Data for processing:

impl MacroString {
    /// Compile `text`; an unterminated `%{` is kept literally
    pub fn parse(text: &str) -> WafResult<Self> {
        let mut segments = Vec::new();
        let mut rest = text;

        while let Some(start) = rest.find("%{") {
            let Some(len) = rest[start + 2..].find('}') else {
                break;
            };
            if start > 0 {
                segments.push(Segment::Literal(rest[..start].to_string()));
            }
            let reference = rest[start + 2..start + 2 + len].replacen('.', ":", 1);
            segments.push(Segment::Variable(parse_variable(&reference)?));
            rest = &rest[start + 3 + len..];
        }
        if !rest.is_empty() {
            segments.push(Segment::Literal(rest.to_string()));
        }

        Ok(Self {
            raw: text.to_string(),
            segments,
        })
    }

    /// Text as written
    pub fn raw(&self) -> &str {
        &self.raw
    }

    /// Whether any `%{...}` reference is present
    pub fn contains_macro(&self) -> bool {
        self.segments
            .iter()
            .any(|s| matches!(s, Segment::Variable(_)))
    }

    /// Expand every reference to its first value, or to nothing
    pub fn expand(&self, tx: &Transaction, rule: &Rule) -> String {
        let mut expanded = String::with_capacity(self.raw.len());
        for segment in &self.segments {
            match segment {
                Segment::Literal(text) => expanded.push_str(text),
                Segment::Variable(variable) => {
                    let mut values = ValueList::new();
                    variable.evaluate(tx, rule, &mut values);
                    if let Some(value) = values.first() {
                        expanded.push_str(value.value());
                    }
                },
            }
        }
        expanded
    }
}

Activity:
In the records above, locate every line with the string "segments" and copy it.

Solved problem:
        let mut segments = Vec::new();
                segments.push(Segment::Literal(rest[..start].to_string()));
            segments.push(Segment::Variable(parse_variable(&reference)?));
            segments.push(Segment::Literal(rest.to_string()));
            segments,
        self.segments
        for segment in &self.segments {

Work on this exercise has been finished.